■ **WHAT THE TASK REQUIRES**
Write only the number of lines in the entries below that contain the string "should".

■ **DATASET**
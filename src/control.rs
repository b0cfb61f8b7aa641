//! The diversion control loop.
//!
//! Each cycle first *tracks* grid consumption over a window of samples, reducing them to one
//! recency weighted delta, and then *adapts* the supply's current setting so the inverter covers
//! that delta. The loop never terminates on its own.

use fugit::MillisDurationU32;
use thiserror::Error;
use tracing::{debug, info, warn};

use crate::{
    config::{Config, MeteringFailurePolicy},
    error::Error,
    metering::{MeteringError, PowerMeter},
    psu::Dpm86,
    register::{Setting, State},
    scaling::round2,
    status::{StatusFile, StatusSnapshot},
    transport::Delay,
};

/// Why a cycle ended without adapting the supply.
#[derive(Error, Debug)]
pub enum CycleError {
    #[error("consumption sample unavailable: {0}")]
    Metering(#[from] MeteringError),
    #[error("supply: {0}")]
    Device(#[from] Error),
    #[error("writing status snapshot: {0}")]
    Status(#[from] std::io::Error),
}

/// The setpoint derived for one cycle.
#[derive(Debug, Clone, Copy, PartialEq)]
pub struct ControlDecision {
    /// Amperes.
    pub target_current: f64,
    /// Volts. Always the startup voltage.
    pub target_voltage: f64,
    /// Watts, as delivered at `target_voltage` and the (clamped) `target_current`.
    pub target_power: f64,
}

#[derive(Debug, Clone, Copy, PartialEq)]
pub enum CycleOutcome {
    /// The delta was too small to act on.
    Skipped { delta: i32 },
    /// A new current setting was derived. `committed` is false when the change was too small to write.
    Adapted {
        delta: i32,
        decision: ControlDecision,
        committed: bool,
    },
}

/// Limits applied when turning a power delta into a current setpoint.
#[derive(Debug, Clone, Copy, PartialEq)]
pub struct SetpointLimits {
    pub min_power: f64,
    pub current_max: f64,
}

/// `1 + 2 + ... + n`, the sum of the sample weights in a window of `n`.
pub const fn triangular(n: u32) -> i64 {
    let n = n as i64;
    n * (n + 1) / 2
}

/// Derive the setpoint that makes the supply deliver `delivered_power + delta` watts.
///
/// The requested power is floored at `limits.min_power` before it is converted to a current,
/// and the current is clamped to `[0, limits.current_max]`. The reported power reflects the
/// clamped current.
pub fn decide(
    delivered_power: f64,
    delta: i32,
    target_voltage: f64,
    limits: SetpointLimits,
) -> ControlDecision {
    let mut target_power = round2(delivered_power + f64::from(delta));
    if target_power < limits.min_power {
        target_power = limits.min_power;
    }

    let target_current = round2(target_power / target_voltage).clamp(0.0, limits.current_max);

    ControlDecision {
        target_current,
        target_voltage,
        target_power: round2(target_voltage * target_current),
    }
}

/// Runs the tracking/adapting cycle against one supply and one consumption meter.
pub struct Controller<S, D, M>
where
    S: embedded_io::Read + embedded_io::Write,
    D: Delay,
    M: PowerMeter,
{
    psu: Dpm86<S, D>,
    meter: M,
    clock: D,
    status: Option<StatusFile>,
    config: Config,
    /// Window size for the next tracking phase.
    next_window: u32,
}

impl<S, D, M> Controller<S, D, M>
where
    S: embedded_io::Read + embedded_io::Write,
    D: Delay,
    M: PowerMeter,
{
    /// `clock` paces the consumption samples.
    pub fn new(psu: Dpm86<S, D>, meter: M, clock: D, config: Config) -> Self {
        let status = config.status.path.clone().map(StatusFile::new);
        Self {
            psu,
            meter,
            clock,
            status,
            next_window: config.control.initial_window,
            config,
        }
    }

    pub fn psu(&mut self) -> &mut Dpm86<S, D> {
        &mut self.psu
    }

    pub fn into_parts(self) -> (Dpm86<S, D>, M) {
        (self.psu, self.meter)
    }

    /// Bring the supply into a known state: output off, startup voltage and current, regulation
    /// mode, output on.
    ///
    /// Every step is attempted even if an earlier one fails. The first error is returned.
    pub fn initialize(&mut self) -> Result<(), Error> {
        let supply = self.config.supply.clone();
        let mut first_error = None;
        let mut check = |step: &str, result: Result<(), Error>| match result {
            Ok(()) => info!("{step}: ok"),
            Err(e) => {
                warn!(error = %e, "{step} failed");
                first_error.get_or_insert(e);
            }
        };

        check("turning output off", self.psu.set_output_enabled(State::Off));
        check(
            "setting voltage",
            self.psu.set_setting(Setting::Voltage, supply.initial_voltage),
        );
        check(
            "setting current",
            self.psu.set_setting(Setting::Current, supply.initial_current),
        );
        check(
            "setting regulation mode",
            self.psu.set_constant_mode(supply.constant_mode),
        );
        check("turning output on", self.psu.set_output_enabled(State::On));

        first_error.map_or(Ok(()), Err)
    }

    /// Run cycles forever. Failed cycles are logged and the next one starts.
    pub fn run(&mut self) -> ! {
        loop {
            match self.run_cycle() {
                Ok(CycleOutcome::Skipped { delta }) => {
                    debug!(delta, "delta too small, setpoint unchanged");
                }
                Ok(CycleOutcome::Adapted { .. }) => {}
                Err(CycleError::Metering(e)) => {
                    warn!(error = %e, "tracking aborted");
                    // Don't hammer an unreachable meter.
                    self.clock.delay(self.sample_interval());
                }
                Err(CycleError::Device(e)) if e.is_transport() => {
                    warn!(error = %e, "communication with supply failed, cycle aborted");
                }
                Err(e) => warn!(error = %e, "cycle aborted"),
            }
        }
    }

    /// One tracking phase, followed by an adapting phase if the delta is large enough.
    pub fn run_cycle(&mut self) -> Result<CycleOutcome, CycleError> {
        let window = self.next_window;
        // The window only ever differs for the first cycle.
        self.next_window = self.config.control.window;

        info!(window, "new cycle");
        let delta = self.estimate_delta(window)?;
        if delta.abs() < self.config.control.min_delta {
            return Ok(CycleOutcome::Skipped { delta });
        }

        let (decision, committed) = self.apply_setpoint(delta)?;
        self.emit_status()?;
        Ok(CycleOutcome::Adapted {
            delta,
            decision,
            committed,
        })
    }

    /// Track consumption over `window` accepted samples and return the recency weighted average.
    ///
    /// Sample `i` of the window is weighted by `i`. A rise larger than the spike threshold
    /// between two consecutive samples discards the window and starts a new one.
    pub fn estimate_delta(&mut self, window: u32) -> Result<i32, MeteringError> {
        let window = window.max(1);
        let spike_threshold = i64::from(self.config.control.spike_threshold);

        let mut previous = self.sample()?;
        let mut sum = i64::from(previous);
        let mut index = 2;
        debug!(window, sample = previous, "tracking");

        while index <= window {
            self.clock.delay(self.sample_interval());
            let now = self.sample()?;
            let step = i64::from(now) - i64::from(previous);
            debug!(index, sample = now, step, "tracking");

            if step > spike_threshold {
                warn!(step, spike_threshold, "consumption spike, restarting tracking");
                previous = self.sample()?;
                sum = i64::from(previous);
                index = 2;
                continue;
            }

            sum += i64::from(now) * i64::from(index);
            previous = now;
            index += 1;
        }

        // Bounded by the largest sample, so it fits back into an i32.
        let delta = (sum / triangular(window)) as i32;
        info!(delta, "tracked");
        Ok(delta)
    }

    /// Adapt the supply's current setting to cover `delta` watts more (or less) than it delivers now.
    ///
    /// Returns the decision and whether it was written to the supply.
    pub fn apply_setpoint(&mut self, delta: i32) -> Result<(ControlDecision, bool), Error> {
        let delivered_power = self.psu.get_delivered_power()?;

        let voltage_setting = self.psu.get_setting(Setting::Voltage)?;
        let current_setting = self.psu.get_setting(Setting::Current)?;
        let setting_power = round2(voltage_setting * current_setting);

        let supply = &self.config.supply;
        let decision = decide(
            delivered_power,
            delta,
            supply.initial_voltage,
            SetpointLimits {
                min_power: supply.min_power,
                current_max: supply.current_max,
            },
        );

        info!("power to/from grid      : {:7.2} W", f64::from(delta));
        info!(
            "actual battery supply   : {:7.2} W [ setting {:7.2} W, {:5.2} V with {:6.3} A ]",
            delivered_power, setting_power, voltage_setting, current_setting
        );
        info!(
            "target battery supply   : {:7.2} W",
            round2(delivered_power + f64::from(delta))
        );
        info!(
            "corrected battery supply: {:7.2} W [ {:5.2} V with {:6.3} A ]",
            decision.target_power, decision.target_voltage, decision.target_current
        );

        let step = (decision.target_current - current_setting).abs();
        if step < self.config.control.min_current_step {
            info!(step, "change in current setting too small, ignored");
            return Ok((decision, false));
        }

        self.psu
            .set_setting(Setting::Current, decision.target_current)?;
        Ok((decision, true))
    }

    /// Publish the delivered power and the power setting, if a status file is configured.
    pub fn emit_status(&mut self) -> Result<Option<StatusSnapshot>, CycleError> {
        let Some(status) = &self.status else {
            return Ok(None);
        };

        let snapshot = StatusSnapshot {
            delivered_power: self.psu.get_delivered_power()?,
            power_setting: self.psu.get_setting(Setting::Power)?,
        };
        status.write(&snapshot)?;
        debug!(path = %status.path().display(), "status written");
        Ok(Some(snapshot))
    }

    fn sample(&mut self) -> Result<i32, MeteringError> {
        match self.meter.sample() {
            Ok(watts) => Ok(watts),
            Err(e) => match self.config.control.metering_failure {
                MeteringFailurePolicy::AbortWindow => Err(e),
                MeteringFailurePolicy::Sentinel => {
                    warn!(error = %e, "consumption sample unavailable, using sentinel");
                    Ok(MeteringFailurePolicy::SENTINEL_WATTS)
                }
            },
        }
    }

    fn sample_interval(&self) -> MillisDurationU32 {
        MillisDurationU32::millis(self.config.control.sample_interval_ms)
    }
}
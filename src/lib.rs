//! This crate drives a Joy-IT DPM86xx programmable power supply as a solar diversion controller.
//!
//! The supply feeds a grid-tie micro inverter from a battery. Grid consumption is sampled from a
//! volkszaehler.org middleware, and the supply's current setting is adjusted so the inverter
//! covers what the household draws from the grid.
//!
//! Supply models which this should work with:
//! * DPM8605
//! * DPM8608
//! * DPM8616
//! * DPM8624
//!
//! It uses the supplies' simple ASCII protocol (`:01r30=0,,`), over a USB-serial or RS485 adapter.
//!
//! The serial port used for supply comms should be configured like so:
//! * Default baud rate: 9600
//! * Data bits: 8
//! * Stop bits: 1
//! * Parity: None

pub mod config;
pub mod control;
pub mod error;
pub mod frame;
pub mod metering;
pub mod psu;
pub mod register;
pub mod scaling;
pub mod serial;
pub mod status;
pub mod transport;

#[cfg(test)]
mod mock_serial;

■ **PROBLEM SOLUTION**
2